For my CS 888 project, I think I’m going to propose changing Haskell’s garbage collector to provide a real-time interface. Something along the lines of:
gcNextCollectionUpperBound :: IO Int
gcBound :: Int -> IO a -> IO a

The first function would give an upper bound on how long the next round of garbage collection would take (in milliseconds). The second function/combinator would execute a section of code, guaranteeing a bound on the amount of time garbage collection will take, such as:
do  gcTime <- gcNextCollectionUpperBound
    return $ gcBound (gcTime + 200) do
        requestTimeSlice (gcTime + 200)
        mutex <- getMutex
        giveUpMutex mutex
        return answer

This way we’re guaranteed that we complete saveLives before the garbage collector eats up all our time. So that’s about all I need for the interface; all I need now is the implementation. Yay, I’m half done!

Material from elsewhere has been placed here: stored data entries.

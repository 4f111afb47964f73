use std::any::{type_name, Any};
use std::collections::HashMap;
use std::fmt;
use std::mem;
use std::sync::{Arc, RwLock};

use once_cell::sync::Lazy;

/// Type-erased payload owned by a [`crate::value::Value`]. The registry entry
/// for the value's tag is the only decoder.
pub type Payload = Box<dyn Any + Send + Sync>;

/// Runtime type id. Every tag attached to a value must have a registered
/// descriptor before that value is touched.
#[derive(Clone, Copy, Debug, PartialEq, Eq, Hash, PartialOrd, Ord)]
pub struct TypeTag(pub u16);

impl fmt::Display for TypeTag {
    fn fmt(&self, f: &mut fmt::Formatter<'_>) -> fmt::Result {
        write!(f, "#{}", self.0)
    }
}

/// Tags of the built-in types. Embedder-defined types start at `USER_BASE`.
pub mod tags {
    use super::TypeTag;

    pub const NIL: TypeTag = TypeTag(1);
    pub const BOOLEAN: TypeTag = TypeTag(2);
    pub const NUMBER: TypeTag = TypeTag(3);
    pub const STRING: TypeTag = TypeTag(4);
    pub const LIST: TypeTag = TypeTag(5);
    pub const FUNCTION: TypeTag = TypeTag(6);
    pub const ERROR: TypeTag = TypeTag(7);

    pub const USER_BASE: TypeTag = TypeTag(32);
}

/// Stringify flavor selector.
#[derive(Clone, Copy, Debug, PartialEq, Eq)]
pub enum StrMode {
    /// Readable form, strings quoted (REPL echo).
    Display,
    /// Raw form for program output.
    Output,
    /// Source form that would read back as the value.
    Source,
}

type PayloadRef = dyn Any + Send + Sync;

type ConstructFn = dyn Fn() -> Payload + Send + Sync;
type CopyFn = dyn Fn(&PayloadRef) -> Payload + Send + Sync;
type EqualFn = dyn Fn(&PayloadRef, &PayloadRef) -> bool + Send + Sync;
type StringifyFn = dyn Fn(&PayloadRef) -> String + Send + Sync;

/// Capability record for one runtime type: how to construct, copy, compare
/// and stringify its payload. Registered once at startup, immutable after.
#[derive(Clone)]
pub struct TypeDescriptor {
    pub tag: TypeTag,
    pub name: &'static str,
    pub size: usize,
    construct: Arc<ConstructFn>,
    copy: Arc<CopyFn>,
    equal: Arc<EqualFn>,
    display: Arc<StringifyFn>,
    output: Arc<StringifyFn>,
    source: Arc<StringifyFn>,
}

impl fmt::Debug for TypeDescriptor {
    fn fmt(&self, f: &mut fmt::Formatter<'_>) -> fmt::Result {
        f.debug_struct("TypeDescriptor")
            .field("tag", &self.tag)
            .field("name", &self.name)
            .field("size", &self.size)
            .finish()
    }
}

fn cast<'a, T: Any>(payload: &'a PayloadRef, name: &str) -> &'a T {
    payload.downcast_ref::<T>().unwrap_or_else(|| {
        panic!(
            "payload stored under type '{}' is not a {}",
            name,
            type_name::<T>()
        )
    })
}

impl TypeDescriptor {
    /// Builds the capability record for a concrete payload type. The three
    /// stringify functions correspond to [`StrMode::Display`],
    /// [`StrMode::Output`] and [`StrMode::Source`].
    pub fn of<T>(
        tag: TypeTag,
        name: &'static str,
        display: fn(&T) -> String,
        output: fn(&T) -> String,
        source: fn(&T) -> String,
    ) -> Self
    where
        T: Any + Clone + PartialEq + Default + Send + Sync,
    {
        TypeDescriptor {
            tag,
            name,
            size: mem::size_of::<T>(),
            construct: Arc::new(|| Box::new(T::default()) as Payload),
            copy: Arc::new(move |p| Box::new(cast::<T>(p, name).clone()) as Payload),
            equal: Arc::new(move |a, b| cast::<T>(a, name) == cast::<T>(b, name)),
            display: Arc::new(move |p| display(cast::<T>(p, name))),
            output: Arc::new(move |p| output(cast::<T>(p, name))),
            source: Arc::new(move |p| source(cast::<T>(p, name))),
        }
    }

    pub fn construct(&self) -> Payload {
        (self.construct)()
    }

    pub fn copy(&self, payload: &PayloadRef) -> Payload {
        (self.copy)(payload)
    }

    pub fn equal(&self, a: &PayloadRef, b: &PayloadRef) -> bool {
        (self.equal)(a, b)
    }

    pub fn stringify(&self, payload: &PayloadRef, mode: StrMode) -> String {
        match mode {
            StrMode::Display => (self.display)(payload),
            StrMode::Output => (self.output)(payload),
            StrMode::Source => (self.source)(payload),
        }
    }
}

#[derive(Default)]
struct RegistryState {
    entries: HashMap<TypeTag, TypeDescriptor>,
}

static REGISTRY: Lazy<RwLock<RegistryState>> =
    Lazy::new(|| RwLock::new(RegistryState::default()));

/// Registers a type descriptor. Duplicate tags are a startup defect.
pub fn register(descriptor: TypeDescriptor) {
    let mut guard = REGISTRY.write().unwrap();
    if let Some(existing) = guard.entries.get(&descriptor.tag) {
        panic!(
            "type tag {} registered twice ('{}' then '{}')",
            descriptor.tag, existing.name, descriptor.name
        );
    }
    guard.entries.insert(descriptor.tag, descriptor);
}

pub fn is_registered(tag: TypeTag) -> bool {
    REGISTRY.read().unwrap().entries.contains_key(&tag)
}

/// Looks up the descriptor for a tag. An unknown tag means a value was
/// constructed before its type was registered, which is fatal.
pub fn descriptor(tag: TypeTag) -> TypeDescriptor {
    REGISTRY
        .read()
        .unwrap()
        .entries
        .get(&tag)
        .cloned()
        .unwrap_or_else(|| panic!("unregistered type tag {} touched", tag))
}

pub fn name_of(tag: TypeTag) -> &'static str {
    descriptor(tag).name
}

#[cfg(test)]
mod tests {
    use super::*;

    #[test]
    fn descriptor_copy_and_equal_roundtrip() {
        let desc = TypeDescriptor::of::<i64>(
            tags::USER_BASE,
            "Probe",
            |n| n.to_string(),
            |n| n.to_string(),
            |n| n.to_string(),
        );
        let payload: Payload = Box::new(7i64);
        let copy = desc.copy(payload.as_ref());
        assert!(desc.equal(payload.as_ref(), copy.as_ref()));
        assert_eq!(desc.stringify(copy.as_ref(), StrMode::Display), "7");
        assert_eq!(desc.size, std::mem::size_of::<i64>());
    }

    #[test]
    #[should_panic(expected = "is not a")]
    fn descriptor_rejects_foreign_payload() {
        let desc = TypeDescriptor::of::<i64>(
            TypeTag(9999),
            "Probe",
            |n| n.to_string(),
            |n| n.to_string(),
            |n| n.to_string(),
        );
        let wrong: Payload = Box::new(String::from("not an i64"));
        desc.copy(wrong.as_ref());
    }

    #[test]
    #[should_panic(expected = "unregistered type tag")]
    fn unknown_tag_is_fatal() {
        descriptor(TypeTag(u16::MAX));
    }
}
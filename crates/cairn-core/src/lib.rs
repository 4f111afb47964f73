//! Value model and multimethod dispatch core for a small dynamic language.
//!
//! Values are tag + type-erased payload, decoded only through the
//! [`type_registry`]. Functions are sets of typed overloads; calls resolve
//! against a signature prefix trie with backtracking, preferring the
//! earliest registered overload among applicable ones. Dispatch failures
//! come back as Error-tagged values, never as unwinds.

pub mod builtins;
pub mod env;
pub mod error;
pub mod fn_table;
pub mod sign_tree;
pub mod signature;
pub mod type_registry;
pub mod types;
pub mod value;

pub use builtins::number::Number;
pub use env::{Env, SlotRef};
pub use error::CoreError;
pub use fn_table::{FnTable, FunctionValue, NativeFn, Overload, OverloadSet};
pub use sign_tree::SignTree;
pub use signature::Signature;
pub use type_registry::{tags, StrMode, TypeDescriptor, TypeTag};
pub use types::{ArgType, TypeSpec};
pub use value::{ListValue, Value};

/// Calls a symbol from the global table. An unknown symbol and a resolution
/// failure both come back as Error-tagged values.
pub fn call(name: &str, args: &[Value]) -> Value {
    match fn_table::global().lookup(name) {
        Some(set) => set.call(args),
        None => Value::error(CoreError::message(format!("unbound function: {}", name))),
    }
}
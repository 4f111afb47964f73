use std::sync::Arc;

use cairn_core::{
    tags, ArgType, CoreError, Overload, OverloadSet, Signature, TypeSpec, Value,
};

fn n() -> TypeSpec {
    TypeSpec::concrete(tags::NUMBER)
}

fn s() -> TypeSpec {
    TypeSpec::concrete(tags::STRING)
}

fn b() -> TypeSpec {
    TypeSpec::concrete(tags::BOOLEAN)
}

fn l() -> TypeSpec {
    TypeSpec::concrete(tags::LIST)
}

fn add_numbers(args: &[Value]) -> Result<Value, CoreError> {
    let a = args[0].as_number().cloned().unwrap_or_default();
    let b = args[1].as_number().cloned().unwrap_or_default();
    Ok(Value::number(a.add(&b)))
}

fn concat_strings(args: &[Value]) -> Result<Value, CoreError> {
    let a = args[0].as_string().unwrap_or_default();
    let b = args[1].as_string().unwrap_or_default();
    Ok(Value::string(format!("{}{}", a, b)))
}

#[test]
fn mixed_argument_types_pick_the_matching_overload() {
    let plus = OverloadSet::new(
        "+",
        vec![
            Overload::named("+", Signature::new(vec![n(), n()], n()), add_numbers),
            Overload::named("+", Signature::new(vec![s(), s()], s()), concat_strings),
        ],
    );

    let sum = plus.call(&[Value::number(20), Value::number(22)]);
    assert_eq!(sum, Value::number(42));

    let cat = plus.call(&[Value::string("foo"), Value::string("bar")]);
    assert_eq!(cat, Value::string("foobar"));

    let miss = plus.call(&[Value::number(1), Value::string("x")]);
    let err = miss.as_error().expect("error value");
    assert!(err.is_no_match());
    assert_eq!(err.to_string(), "no matching overload for (+ Number String)");
}

#[test]
fn zero_arguments_pick_the_identity_not_the_variadic() {
    for flip in [false, true] {
        let mut overloads = vec![
            Overload::new(Signature::variadic(vec![n()], n()), |args| {
                let mut acc = cairn_core::Number::from_int(0);
                for v in args {
                    if let Some(x) = v.as_number() {
                        acc = acc.add(x);
                    }
                }
                Ok(Value::number(acc))
            }),
            Overload::new(Signature::new(vec![], n()), |_| Ok(Value::number(0))),
        ];
        if flip {
            overloads.reverse();
        }
        let plus = OverloadSet::new("+", overloads);
        let identity_index = if flip { 0 } else { 1 };
        assert_eq!(plus.resolve(&[]), Some(identity_index));
        let variadic_index = 1 - identity_index;
        assert_eq!(
            plus.resolve(&[ArgType::Concrete(tags::NUMBER), ArgType::Concrete(tags::NUMBER)]),
            Some(variadic_index)
        );
    }
}

#[test]
fn nested_function_signature_rejects_a_return_type_mismatch() {
    let sort = OverloadSet::new(
        "sort",
        vec![Overload::new(
            Signature::new(
                vec![TypeSpec::function(Signature::new(vec![n(), n()], n()))],
                l(),
            ),
            |_| Ok(Value::list([])),
        )],
    );

    let numeric_cmp = Arc::new(OverloadSet::new(
        "cmp",
        vec![Overload::new(Signature::new(vec![n(), n()], n()), |_| {
            Ok(Value::number(0))
        })],
    ));
    let boolean_cmp = Arc::new(OverloadSet::new(
        "cmp?",
        vec![Overload::new(Signature::new(vec![n(), n()], b()), |_| {
            Ok(Value::boolean(true))
        })],
    ));

    assert_eq!(sort.resolve(&[ArgType::Function(numeric_cmp)]), Some(0));
    assert_eq!(sort.resolve(&[ArgType::Function(boolean_cmp)]), None);
}

#[test]
fn too_many_arguments_with_no_variadic_is_no_match() {
    let f = OverloadSet::new(
        "f",
        vec![
            Overload::new(Signature::new(vec![n()], n()), |_| Ok(Value::nil())),
            Overload::new(Signature::new(vec![n(), n()], n()), |_| Ok(Value::nil())),
        ],
    );
    let three = vec![ArgType::Concrete(tags::NUMBER); 3];
    assert_eq!(f.resolve(&three), None);
    let out = f.call(&[Value::number(1), Value::number(2), Value::number(3)]);
    assert!(out.as_error().map(CoreError::is_no_match).unwrap_or(false));
}

#[test]
fn overlapping_overloads_prefer_the_earliest_registered_in_any_permutation() {
    // One wildcard overload overlapping one concrete; for every order the
    // earlier one must win on the overlap, and the non-overlapping call is
    // order-independent.
    let wild = || Overload::new(Signature::new(vec![TypeSpec::Any], n()), |_| Ok(Value::number(1)));
    let conc = || Overload::new(Signature::new(vec![n()], n()), |_| Ok(Value::number(2)));

    let a = OverloadSet::new("f", vec![wild(), conc()]);
    assert_eq!(a.call(&[Value::number(7)]), Value::number(1));
    assert_eq!(a.call(&[Value::string("x")]), Value::number(1));

    let b = OverloadSet::new("f", vec![conc(), wild()]);
    assert_eq!(b.call(&[Value::number(7)]), Value::number(2));
    assert_eq!(b.call(&[Value::string("x")]), Value::number(1));
}

#[test]
fn wildcard_accepts_function_tags_too() {
    let probe = OverloadSet::new(
        "probe",
        vec![Overload::new(Signature::new(vec![TypeSpec::Any], n()), |_| {
            Ok(Value::number(1))
        })],
    );
    let f = Value::function(Arc::new(OverloadSet::new("id", Vec::new())));
    assert_eq!(probe.call(&[f]), Value::number(1));
    assert_eq!(probe.call(&[Value::nil()]), Value::number(1));
}

#[test]
fn overload_errors_pass_through_unchanged() {
    let f = OverloadSet::new(
        "f",
        vec![Overload::new(Signature::new(vec![], n()), |_| {
            Err(CoreError::message("deliberate"))
        })],
    );
    let out = f.call(&[]);
    let err = out.as_error().expect("error value");
    assert!(!err.is_no_match());
    assert_eq!(err.to_string(), "deliberate");
}

#[test]
fn variadic_tail_law_across_lengths() {
    let f = OverloadSet::new(
        "f",
        vec![Overload::new(Signature::variadic(vec![n()], l()), |args| {
            Ok(Value::list(args.iter().cloned()))
        })],
    );
    for len in 0..4 {
        let args: Vec<Value> = (0..len).map(Value::number).collect();
        let out = f.call(&args);
        assert_eq!(out.as_list().map(|l| l.len()), Some(len as usize));
    }
    let out = f.call(&[Value::number(1), Value::string("x")]);
    assert!(out.is_error());
}
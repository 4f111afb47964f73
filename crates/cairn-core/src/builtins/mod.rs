use std::sync::Once;

use crate::builtins::number::Number;
use crate::error::{CoreError, ErrorValue};
use crate::fn_table::{FnTable, FunctionValue};
use crate::type_registry::{self, tags, StrMode, TypeDescriptor};
use crate::types::TypeSpec;
use crate::value::{ListValue, Value};

pub mod number;

mod core;
mod io;
mod math;

/// Builds one named overload from a signature and a native body.
#[macro_export]
macro_rules! def_overload {
    ($name:expr, $sig:expr, |$args:ident| $body:block) => {
        $crate::fn_table::Overload::named(
            $name,
            $sig,
            move |$args: &[$crate::value::Value]| -> Result<$crate::value::Value, $crate::error::CoreError> {
                $body
            },
        )
    };
    ($name:expr, $sig:expr, |$args:ident| $body:expr) => {
        $crate::fn_table::Overload::named(
            $name,
            $sig,
            move |$args: &[$crate::value::Value]| -> Result<$crate::value::Value, $crate::error::CoreError> {
                $body
            },
        )
    };
}

pub use def_overload;

static TYPES: Once = Once::new();

/// Registers the descriptors of the built-in types. Idempotent; every value
/// constructor calls it, so no value exists whose tag the registry cannot
/// decode.
pub fn ensure_types() {
    TYPES.call_once(|| {
        type_registry::register(TypeDescriptor::of::<()>(
            tags::NIL,
            "Nil",
            |_| "Nil".to_string(),
            |_| "Nil".to_string(),
            |_| "Nil".to_string(),
        ));
        type_registry::register(TypeDescriptor::of::<bool>(
            tags::BOOLEAN,
            "Boolean",
            |b| b.to_string(),
            |b| b.to_string(),
            |b| b.to_string(),
        ));
        type_registry::register(TypeDescriptor::of::<Number>(
            tags::NUMBER,
            "Number",
            |n| n.to_string(),
            |n| n.to_string(),
            |n| n.to_string(),
        ));
        type_registry::register(TypeDescriptor::of::<String>(
            tags::STRING,
            "String",
            |s| format!("{:?}", s),
            |s| s.clone(),
            |s| format!("{:?}", s),
        ));
        type_registry::register(TypeDescriptor::of::<ListValue>(
            tags::LIST,
            "List",
            |l| stringify_list(l, StrMode::Display),
            |l| stringify_list(l, StrMode::Output),
            |l| stringify_list(l, StrMode::Source),
        ));
        type_registry::register(TypeDescriptor::of::<FunctionValue>(
            tags::FUNCTION,
            "Function",
            |f| format!("{:?}", f),
            |f| format!("{:?}", f),
            |f| format!("{:?}", f),
        ));
        type_registry::register(TypeDescriptor::of::<ErrorValue>(
            tags::ERROR,
            "Error",
            |e| format!("#<error: {}>", e.0),
            |e| format!("#<error: {}>", e.0),
            |e| format!("#<error: {}>", e.0),
        ));
    });
}

fn stringify_list(list: &ListValue, mode: StrMode) -> String {
    let items: Vec<String> = list.0.iter().map(|v| v.stringify(mode)).collect();
    format!("[{}]", items.join(" "))
}

/// Populates a table with the standard library.
pub fn install(table: &FnTable) {
    ensure_types();
    math::install(table);
    core::install(table);
    io::install(table);
}

pub fn err<T>(msg: impl Into<String>) -> Result<T, CoreError> {
    Err(CoreError::message(msg))
}

// Parameter type shorthands for registrations.
pub(crate) fn any() -> TypeSpec {
    TypeSpec::Any
}

pub(crate) fn num() -> TypeSpec {
    TypeSpec::concrete(tags::NUMBER)
}

pub(crate) fn string_type() -> TypeSpec {
    TypeSpec::concrete(tags::STRING)
}

pub(crate) fn boolean_type() -> TypeSpec {
    TypeSpec::concrete(tags::BOOLEAN)
}

pub(crate) fn list_type() -> TypeSpec {
    TypeSpec::concrete(tags::LIST)
}

fn wrong_type(expected: &str, args: &[Value], index: usize) -> CoreError {
    let actual = args
        .get(index)
        .map(Value::type_name)
        .unwrap_or("nothing");
    CoreError::type_mismatch(expected, format!("{} (arg {})", actual, index + 1))
}

pub fn number_arg<'a>(args: &'a [Value], index: usize) -> Result<&'a Number, CoreError> {
    args.get(index)
        .and_then(Value::as_number)
        .ok_or_else(|| wrong_type("Number", args, index))
}

pub fn string_arg<'a>(args: &'a [Value], index: usize) -> Result<&'a str, CoreError> {
    args.get(index)
        .and_then(Value::as_string)
        .ok_or_else(|| wrong_type("String", args, index))
}

pub fn list_arg<'a>(args: &'a [Value], index: usize) -> Result<&'a im::Vector<Value>, CoreError> {
    args.get(index)
        .and_then(Value::as_list)
        .ok_or_else(|| wrong_type("List", args, index))
}

pub fn function_arg<'a>(
    args: &'a [Value],
    index: usize,
) -> Result<&'a std::sync::Arc<crate::fn_table::OverloadSet>, CoreError> {
    args.get(index)
        .and_then(Value::as_function)
        .ok_or_else(|| wrong_type("Function", args, index))
}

GHC’s documentation on its garbage collector is a big weak, so I’ll have to dig into the source. My understanding through a bit of reading is that right now GHC uses a hybrid system, with almost all programs using the copy collector exclusively, and the other part of the system being a generational collector. This is somewhat exciting because I haven’t found any papers yet discussing real-time copy collector systems yet.

We’ll see how far I get in this. The nice thing about a project like this is that a naïve implementation can be done hopefully without too much work (do garbage collecting until you run out of time, then just give up). Even coming up with a naïve upper bound is easy (return INT_MAX). But the project offers itself to putting effort into a more finessed solution, too.

I don’t know, we’ll see what Watt says about it.